📝

dionhaefner · PhilipVinc · commit d09daf454e7b · 2021-04-29T12:14:22.000+02:00
diff --git a/paper.md b/paper.md
@@ -24,41 +24,46 @@ bibliography: paper.bib
 
 # Summary
 
-The tensor framework JAX [@jax] shows excellent performance on both machine learning and scientific computing workloads, while all user code is written in pure Python.
+The tensor framework JAX [@jax] combines expressivity and performance while providing an accessible pure Python interface.
+In particular, JAX is expressive due to its clean, functional design, and performant due to a powerful JIT (just-in-time) compiler.
 
-However, machine learning and high-performance computing are still being conducted on very different hardware stacks. While machine learning is typically done on few highly parallel units (GPUs or TPUs), high-performance workloads such as physical models tend to run on clusters of dozens to thousands of CPUs. Unfortunately, support from JAX and the underlying compiler XLA is much more mature in the former case. Notably, there is no built-in solution to communicate data between different nodes that is as sophisticated as the widely used MPI (Message Passing Interface) libraries [@mpistandard].

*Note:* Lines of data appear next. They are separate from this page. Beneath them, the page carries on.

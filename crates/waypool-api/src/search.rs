//! `GET /rides` — attribute + geospatial ride search.
//!
//! Query parameters (all optional):
//!
//! | Param | Meaning |
//! |-------|---------|
//! | `vehicle_type` | exact match |
//! | `status` | exact match; defaults to the open statuses |
//! | `min_seats` | `available_seats >= min_seats` |
//! | `max_price` | `price_per_seat <= max_price` |
//! | `date` | single UTC calendar day; wins over `from_date`/`to_date` |
//! | `from_date` / `to_date` | RFC 3339 window |
//! | `source_lat`+`source_lng` | circle centre; `source_radius_km` defaults to 10 |
//! | `source_address` | geocoded to a circle, or substring fallback |
//! | `destination_*` | same shape as the source params |
//! | `page` / `limit` | 1-based page, limit clamped to 1..=50 |
//!
//! Geocoding failures never fail the request: the place filter degrades to
//! a case-insensitive substring match on the stored address.

use axum::{Json, extract::{Query, State}};
use chrono::{DateTime, NaiveDate, Utc};
use serde::{Deserialize, Serialize};
use waypool_core::{
  external::{Geocoder, IdentityProvider},
  geo::GeoCircle,
  query::{Page, Pagination, PlaceFilter, RideQuery},
  ride::{Ride, RideStatus, VehicleType},
  store::RideStore,
};

use crate::{AppState, error::ApiError, projection::RideSummary};

/// Search radius applied when a place resolves to coordinates but the
/// caller gave no explicit radius.
pub const DEFAULT_RADIUS_KM: f64 = 10.0;

#[derive(Debug, Default, Deserialize)]
pub struct SearchParams {
  pub vehicle_type: Option<VehicleType>,
  pub status:       Option<RideStatus>,
  pub min_seats:    Option<u32>,
  pub max_price:    Option<f64>,

  pub date:      Option<NaiveDate>,
  pub from_date: Option<DateTime<Utc>>,
  pub to_date:   Option<DateTime<Utc>>,

  pub source_address:   Option<String>,
  pub source_lat:       Option<f64>,
  pub source_lng:       Option<f64>,
  pub source_radius_km: Option<f64>,

  pub destination_address:   Option<String>,
  pub destination_lat:       Option<f64>,
  pub destination_lng:       Option<f64>,
  pub destination_radius_km: Option<f64>,

  pub page:  Option<u32>,
  pub limit: Option<u32>,
}

#[derive(Debug, Serialize)]
pub struct SearchResponse {
  pub items:    Vec<RideSummary>,
  pub page:     u32,
  pub limit:    u32,
  pub total:    usize,
  pub has_more: bool,
}

impl From<Page<Ride>> for SearchResponse {
  fn from(page: Page<Ride>) -> Self {
    Self {
      items:    page.items.iter().map(RideSummary::from).collect(),
      page:     page.page,
      limit:    page.limit,
      total:    page.total,
      has_more: page.has_more,
    }
  }
}

/// Resolve one endpoint's place parameters into a filter.
///
/// Explicit coordinates win. An address alone is geocoded; if the geocoder
/// cannot resolve it, the filter degrades to an address substring match.
async fn place_filter<G: Geocoder>(
  geocoder: &G,
  address: Option<String>,
  lat: Option<f64>,
  lng: Option<f64>,
  radius_km: Option<f64>,
) -> Result<Option<PlaceFilter>, ApiError> {
  let radius_km = radius_km.unwrap_or(DEFAULT_RADIUS_KM);
  if !(radius_km.is_finite() && radius_km > 0.0) {
    return Err(ApiError::BadRequest("radius_km must be positive".into()));
  }

  if let (Some(lat), Some(lng)) = (lat, lng) {
    return Ok(Some(PlaceFilter::Within(GeoCircle { lat, lng, radius_km })));
  }

  let Some(address) = address.filter(|a| !a.trim().is_empty()) else {
    return Ok(None);
  };

  match geocoder.geocode(&address).await {
    Ok(place) => Ok(Some(PlaceFilter::Within(GeoCircle {
      lat: place.lat,
      lng: place.lng,
      radius_km,
    }))),
    Err(err) => {
      tracing::debug!(%address, %err, "geocode failed, degrading to address match");
      Ok(Some(PlaceFilter::AddressContains(address)))
    }
  }
}

/// `GET /rides`
pub async fn handler<S, I, G>(
  State(state): State<AppState<S, I, G>>,
  Query(params): Query<SearchParams>,
) -> Result<Json<SearchResponse>, ApiError>
where
  S: RideStore + 'static,
  I: IdentityProvider + 'static,
  G: Geocoder + 'static,
{
  let source = place_filter(
    state.geocoder.as_ref(),
    params.source_address,
    params.source_lat,
    params.source_lng,
    params.source_radius_km,
  )
  .await?;
  let destination = place_filter(
    state.geocoder.as_ref(),
    params.destination_address,
    params.destination_lat,
    params.destination_lng,
    params.destination_radius_km,
  )
  .await?;

  let query = RideQuery {
    vehicle_type: params.vehicle_type,
    statuses: match params.status {
      Some(s) => vec![s],
      None => RideStatus::OPEN.to_vec(),
    },
    min_seats: params.min_seats,
    max_price: params.max_price,
    on_date: params.date,
    from_date: params.from_date,
    to_date: params.to_date,
    source,
    destination,
  };
  let pagination = Pagination::new(params.page, params.limit);

  let page = state
    .lifecycle
    .store()
    .search(&query, pagination)
    .await
    .map_err(|e| ApiError::Store(Box::new(e)))?;
  Ok(Json(SearchResponse::from(page)))
}
//! Error taxonomy for `waypool-core`.
//!
//! Every lifecycle and search operation fails with exactly one of these
//! kinds. A failed call never leaves a partially-applied mutation behind:
//! an accept either happened or it didn't.

use thiserror::Error;
use uuid::Uuid;

use crate::ride::RideStatus;

#[derive(Debug, Error)]
pub enum Error {
  /// Malformed or out-of-range caller data; never retried automatically.
  #[error("invalid input: {0}")]
  InvalidInput(String),

  /// The caller could not be resolved to a user id.
  #[error("unauthenticated")]
  Unauthenticated,

  /// The caller is authenticated but not allowed to do this.
  #[error("forbidden: {0}")]
  Forbidden(&'static str),

  #[error("ride not found: {0}")]
  RideNotFound(Uuid),

  #[error("user not found: {0}")]
  UserNotFound(Uuid),

  /// No pending request from this user on this ride.
  #[error("no pending request from user {user} on ride {ride}")]
  RequestNotFound { ride: Uuid, user: Uuid },

  /// The user is already a passenger or already has a pending request.
  #[error("duplicate join attempt: {0}")]
  Conflict(&'static str),

  /// Seats exhausted. Also surfaced when an accept loses the race for the
  /// last seat — indistinguishable from "seats were already gone" on
  /// purpose.
  #[error("no seats available")]
  NoCapacity,

  /// The operation is not valid for the ride's current status.
  #[error("ride status {0} does not permit this operation")]
  InvalidState(RideStatus),

  /// The persistence layer is unreachable or refused the write. Fatal to
  /// the current call; retries are caller-initiated.
  #[error("storage unavailable: {0}")]
  Storage(String),
}

pub type Result<T, E = Error> = std::result::Result<T, E>;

+However, machine learning and (high-performance) scientific computing are often conducted on different hardware stacks: Machine learning is typically done on few highly parallel units (GPUs or TPUs) connected to a single host CPU, while scientific models tend to run on clusters of dozens to thousands of CPUs.
+Unfortunately, support from JAX and the underlying compiler XLA is much more mature in the former case.
+Notably, there is so far no built-in solution to communicate data between different nodes that is as sophisticated as the widely used MPI (Message Passing Interface) libraries [@mpistandard].
 
-In this letter we attempt to fill this gap by introducing `mpi4jax`, a Python library bringing first-class support of several MPI operations to Jax. 
-This is achieved by defining a set of new primitive functions matching MPI's operations, instructing Jax how to transform them and providing a lean native code to execute them.  
-This means that users can communicate arbitrary JAX data without performance or usability penalties. 
+We attempt to fill this gap and introduce `mpi4jax`, a Python library bringing first-class support for the most important MPI operations to JAX.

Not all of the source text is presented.